§ About this task
Print the full listing below exactly, keeping every character as it stands.

===== Data records =====

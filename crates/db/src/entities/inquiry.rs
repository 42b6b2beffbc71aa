//! Support inquiry entity.

use sea_orm::entity::prelude::*;
use serde::{Deserialize, Serialize};

/// Inquiry status.
#[derive(Debug, Clone, Copy, PartialEq, Eq, Serialize, Deserialize, EnumIter, DeriveActiveEnum)]
#[sea_orm(rs_type = "String", db_type = "String(StringLen::N(16))")]
#[serde(rename_all = "lowercase")]
#[derive(Default)]
pub enum InquiryStatus {
    #[sea_orm(string_value = "pending")]
    #[default]
    Pending,
    #[sea_orm(string_value = "answered")]
    Answered,
}

#[derive(Clone, Debug, PartialEq, Eq, DeriveEntityModel, Serialize, Deserialize)]
#[sea_orm(table_name = "inquiry")]
#[serde(rename_all = "camelCase")]
pub struct Model {
    #[sea_orm(primary_key, auto_increment = false)]
    pub id: String,

    #[sea_orm(indexed)]
    pub user_id: String,

    pub title: String,

    #[sea_orm(column_type = "Text")]
    pub content: String,

    #[sea_orm(indexed)]
    pub status: InquiryStatus,

    pub created_at: DateTimeWithTimeZone,
}

#[derive(Copy, Clone, Debug, EnumIter, DeriveRelation)]
pub enum Relation {
    #[sea_orm(
        belongs_to = "super::user::Entity",
        from = "Column::UserId",
        to = "super::user::Column::Id",
        on_delete = "Cascade"
    )]
    User,

    #[sea_orm(has_many = "super::inquiry_answer::Entity")]
    Answers,
}

impl Related<super::user::Entity> for Entity {
    fn to() -> RelationDef {
        Relation::User.def()
    }
}

impl Related<super::inquiry_answer::Entity> for Entity {
    fn to() -> RelationDef {
        Relation::Answers.def()
    }
}

impl ActiveModelBehavior for ActiveModel {}
//! Create push_subscription table for Web Push notifications.

use sea_orm_migration::prelude::*;

use super::m20250601_000001_create_user_table::User;

#[derive(DeriveMigrationName)]
pub struct Migration;

#[async_trait::async_trait]
impl MigrationTrait for Migration {
    async fn up(&self, manager: &SchemaManager) -> Result<(), DbErr> {
        manager
            .create_table(
                Table::create()
                    .table(PushSubscription::Table)
                    .if_not_exists()
                    .col(
                        ColumnDef::new(PushSubscription::Id)
                            .string_len(32)
                            .not_null()
                            .primary_key(),
                    )
                    .col(ColumnDef::new(PushSubscription::UserId).string_len(32).not_null())
                    .col(ColumnDef::new(PushSubscription::Endpoint).text().not_null())
                    .col(ColumnDef::new(PushSubscription::P256dh).string().not_null())
                    .col(ColumnDef::new(PushSubscription::Auth).string().not_null())
                    .col(
                        ColumnDef::new(PushSubscription::CreatedAt)
                            .timestamp_with_time_zone()
                            .not_null(),
                    )
                    .foreign_key(
                        ForeignKey::create()
                            .name("fk_push_subscription_user")
                            .from(PushSubscription::Table, PushSubscription::UserId)
                            .to(User::Table, User::Id)
                            .on_delete(ForeignKeyAction::Cascade),
                    )
                    .to_owned(),
            )
            .await?;

        manager
            .create_index(
                Index::create()
                    .name("idx_push_subscription_user_id")
                    .table(PushSubscription::Table)
                    .col(PushSubscription::UserId)
                    .to_owned(),
            )
            .await?;

        // One subscription row per endpoint
        manager
            .create_index(
                Index::create()
                    .name("idx_push_subscription_endpoint")
                    .table(PushSubscription::Table)
                    .col(PushSubscription::Endpoint)
                    .unique()
                    .to_owned(),
            )
            .await?;

        Ok(())
    }

    async fn down(&self, manager: &SchemaManager) -> Result<(), DbErr> {
        manager
            .drop_table(Table::drop().table(PushSubscription::Table).to_owned())
            .await
    }
}

#[derive(Iden)]
enum PushSubscription {
    Table,
    Id,
    UserId,
    Endpoint,
    P256dh,
    Auth,
    CreatedAt,
}
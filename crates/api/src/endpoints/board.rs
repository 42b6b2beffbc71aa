//! Community board endpoints. Reading needs a session, writing passes the gate.

use axum::{
    Json, Router,
    extract::{Path, Query, State},
    routing::{delete, get, post},
};
use chrono::Utc;
use finboard_common::AppResult;
use finboard_core::PostDetail;
use finboard_db::entities::{comment, post};
use serde::Deserialize;

use crate::{
    extractors::AuthUser,
    middleware::{AppState, gated},
    response::ApiResponse,
};

/// Pagination query.
#[derive(Debug, Deserialize)]
pub struct PageQuery {
    #[serde(default = "default_limit")]
    pub limit: u64,
    #[serde(default)]
    pub offset: u64,
}

const fn default_limit() -> u64 {
    20
}

/// Create post request.
#[derive(Debug, Deserialize)]
pub struct CreatePostRequest {
    pub title: String,
    pub content: String,
}

/// Create comment request.
#[derive(Debug, Deserialize)]
pub struct CreateCommentRequest {
    pub content: String,
}

async fn list_posts(
    _user: AuthUser,
    State(state): State<AppState>,
    Query(page): Query<PageQuery>,
) -> AppResult<ApiResponse<Vec<post::Model>>> {
    Ok(ApiResponse::ok(
        state.board_service.list_posts(page.limit, page.offset).await?,
    ))
}

async fn show_post(
    _user: AuthUser,
    State(state): State<AppState>,
    Path(id): Path<String>,
) -> AppResult<ApiResponse<PostDetail>> {
    Ok(ApiResponse::ok(state.board_service.get_post(&id).await?))
}

async fn create_post(
    user: AuthUser,
    State(state): State<AppState>,
    Json(req): Json<CreatePostRequest>,
) -> AppResult<ApiResponse<post::Model>> {
    let post = state
        .board_service
        .create_post(user.id(), &req.title, &req.content, Utc::now())
        .await?;
    Ok(ApiResponse::ok(post))
}

async fn delete_post(
    user: AuthUser,
    State(state): State<AppState>,
    Path(id): Path<String>,
) -> AppResult<ApiResponse<()>> {
    state.board_service.delete_post(user.id(), &id).await?;
    Ok(ApiResponse::empty())
}

async fn create_comment(
    user: AuthUser,
    State(state): State<AppState>,
    Path(post_id): Path<String>,
    Json(req): Json<CreateCommentRequest>,
) -> AppResult<ApiResponse<comment::Model>> {
    let comment = state
        .board_service
        .create_comment(user.id(), &post_id, &req.content, Utc::now())
        .await?;
    Ok(ApiResponse::ok(comment))
}

async fn delete_comment(
    user: AuthUser,
    State(state): State<AppState>,
    Path(id): Path<String>,
) -> AppResult<ApiResponse<()>> {
    state.board_service.delete_comment(user.id(), &id).await?;
    Ok(ApiResponse::empty())
}

pub fn router(state: &AppState) -> Router<AppState> {
    let read = Router::new()
        .route("/posts", get(list_posts))
        .route("/posts/{id}", get(show_post));

    let write = Router::new()
        .route("/posts", post(create_post))
        .route("/posts/{id}", delete(delete_post))
        .route("/posts/{id}/comments", post(create_comment))
        .route("/comments/{id}", delete(delete_comment));

    read.merge(gated(state, write))
}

=====

§ Task answer
filename crates/db/src/entities/inquiry.rs
repository 42b6b2beffbc71aa
//! Support inquiry entity.

use sea_orm::entity::prelude::*;
use serde::{Deserialize, Serialize};

/// Inquiry status.
#[derive(Debug, Clone, Copy, PartialEq, Eq, Serialize, Deserialize, EnumIter, DeriveActiveEnum)]
#[sea_orm(rs_type = "String", db_type = "String(StringLen::N(16))")]
#[serde(rename_all = "lowercase")]
#[derive(Default)]
pub enum InquiryStatus {
    #[sea_orm(string_value = "pending")]
    #[default]
    Pending,
    #[sea_orm(string_value = "answered")]
    Answered,
}

#[derive(Clone, Debug, PartialEq, Eq, DeriveEntityModel, Serialize, Deserialize)]
#[sea_orm(table_name = "inquiry")]
#[serde(rename_all = "camelCase")]
pub struct Model {
    #[sea_orm(primary_key, auto_increment = false)]
    pub id: String,

    #[sea_orm(indexed)]
    pub user_id: String,

    pub title: String,

    #[sea_orm(column_type = "Text")]
    pub content: String,

    #[sea_orm(indexed)]
    pub status: InquiryStatus,

    pub created_at: DateTimeWithTimeZone,
}

#[derive(Copy, Clone, Debug, EnumIter, DeriveRelation)]
pub enum Relation {
    #[sea_orm(
        belongs_to = "super::user::Entity",
        from = "Column::UserId",
        to = "super::user::Column::Id",
        on_delete = "Cascade"
    )]
    User,

    #[sea_orm(has_many = "super::inquiry_answer::Entity")]
    Answers,
}

impl Related<super::user::Entity> for Entity {
    fn to() -> RelationDef {
        Relation::User.def()
    }
}

impl Related<super::inquiry_answer::Entity> for Entity {
    fn to() -> RelationDef {
        Relation::Answers.def()
    }
}

impl ActiveModelBehavior for ActiveModel {}
//! Create push_subscription table for Web Push notifications.

use sea_orm_migration::prelude::*;

use super::m20250601_000001_create_user_table::User;

#[derive(DeriveMigrationName)]
pub struct Migration;

#[async_trait::async_trait]
impl MigrationTrait for Migration {
    async fn up(&self, manager: &SchemaManager) -> Result<(), DbErr> {
        manager
            .create_table(
                Table::create()
                    .table(PushSubscription::Table)
                    .if_not_exists()
                    .col(
                        ColumnDef::new(PushSubscription::Id)
                            .string_len(32)
                            .not_null()
                            .primary_key(),
                    )
                    .col(ColumnDef::new(PushSubscription::UserId).string_len(32).not_null())
                    .col(ColumnDef::new(PushSubscription::Endpoint).text().not_null())
                    .col(ColumnDef::new(PushSubscription::P256dh).string().not_null())
                    .col(ColumnDef::new(PushSubscription::Auth).string().not_null())
                    .col(
                        ColumnDef::new(PushSubscription::CreatedAt)
                            .timestamp_with_time_zone()
                            .not_null(),
                    )
                    .foreign_key(
                        ForeignKey::create()
                            .name("fk_push_subscription_user")
                            .from(PushSubscription::Table, PushSubscription::UserId)
                            .to(User::Table, User::Id)
                            .on_delete(ForeignKeyAction::Cascade),
                    )
                    .to_owned(),
            )
            .await?;

        manager
            .create_index(
                Index::create()
                    .name("idx_push_subscription_user_id")
                    .table(PushSubscription::Table)
                    .col(PushSubscription::UserId)
                    .to_owned(),
            )
            .await?;

        // One subscription row per endpoint
        manager
            .create_index(
                Index::create()
                    .name("idx_push_subscription_endpoint")
                    .table(PushSubscription::Table)
                    .col(PushSubscription::Endpoint)
                    .unique()
                    .to_owned(),
            )
            .await?;

        Ok(())
    }

    async fn down(&self, manager: &SchemaManager) -> Result<(), DbErr> {
        manager
            .drop_table(Table::drop().table(PushSubscription::Table).to_owned())
            .await
    }
}

#[derive(Iden)]
enum PushSubscription {
    Table,
    Id,
    UserId,
    Endpoint,
    P256dh,
    Auth,
    CreatedAt,
}
filename crates/api/src/endpoints/board.rs
repository 42b6b2beffbc71aa
//! Community board endpoints. Reading needs a session, writing passes the gate.

use axum::{
    Json, Router,
    extract::{Path, Query, State},
    routing::{delete, get, post},
};
use chrono::Utc;
use finboard_common::AppResult;
use finboard_core::PostDetail;
use finboard_db::entities::{comment, post};
use serde::Deserialize;

use crate::{
    extractors::AuthUser,
    middleware::{AppState, gated},
    response::ApiResponse,
};

/// Pagination query.
#[derive(Debug, Deserialize)]
pub struct PageQuery {
    #[serde(default = "default_limit")]
    pub limit: u64,
    #[serde(default)]
    pub offset: u64,
}

const fn default_limit() -> u64 {
    20
}

/// Create post request.
#[derive(Debug, Deserialize)]
pub struct CreatePostRequest {
    pub title: String,
    pub content: String,
}

/// Create comment request.
#[derive(Debug, Deserialize)]
pub struct CreateCommentRequest {
    pub content: String,
}

async fn list_posts(
    _user: AuthUser,
    State(state): State<AppState>,
    Query(page): Query<PageQuery>,
) -> AppResult<ApiResponse<Vec<post::Model>>> {
    Ok(ApiResponse::ok(
        state.board_service.list_posts(page.limit, page.offset).await?,
    ))
}

async fn show_post(
    _user: AuthUser,
    State(state): State<AppState>,
    Path(id): Path<String>,
) -> AppResult<ApiResponse<PostDetail>> {
    Ok(ApiResponse::ok(state.board_service.get_post(&id).await?))
}

async fn create_post(
    user: AuthUser,
    State(state): State<AppState>,
    Json(req): Json<CreatePostRequest>,
) -> AppResult<ApiResponse<post::Model>> {
    let post = state
        .board_service
        .create_post(user.id(), &req.title, &req.content, Utc::now())
        .await?;
    Ok(ApiResponse::ok(post))
}

async fn delete_post(
    user: AuthUser,
    State(state): State<AppState>,
    Path(id): Path<String>,
) -> AppResult<ApiResponse<()>> {
    state.board_service.delete_post(user.id(), &id).await?;
    Ok(ApiResponse::empty())
}

async fn create_comment(
    user: AuthUser,
    State(state): State<AppState>,
    Path(post_id): Path<String>,
    Json(req): Json<CreateCommentRequest>,
) -> AppResult<ApiResponse<comment::Model>> {
    let comment = state
        .board_service
        .create_comment(user.id(), &post_id, &req.content, Utc::now())
        .await?;
    Ok(ApiResponse::ok(comment))
}

async fn delete_comment(
    user: AuthUser,
    State(state): State<AppState>,
    Path(id): Path<String>,
) -> AppResult<ApiResponse<()>> {
    state.board_service.delete_comment(user.id(), &id).await?;
    Ok(ApiResponse::empty())
}

pub fn router(state: &AppState) -> Router<AppState> {
    let read = Router::new()
        .route("/posts", get(list_posts))
        .route("/posts/{id}", get(show_post));

    let write = Router::new()
        .route("/posts", post(create_post))
        .route("/posts/{id}", delete(delete_post))
        .route("/posts/{id}/comments", post(create_comment))
        .route("/comments/{id}", delete(delete_comment));

    read.merge(gated(state, write))
}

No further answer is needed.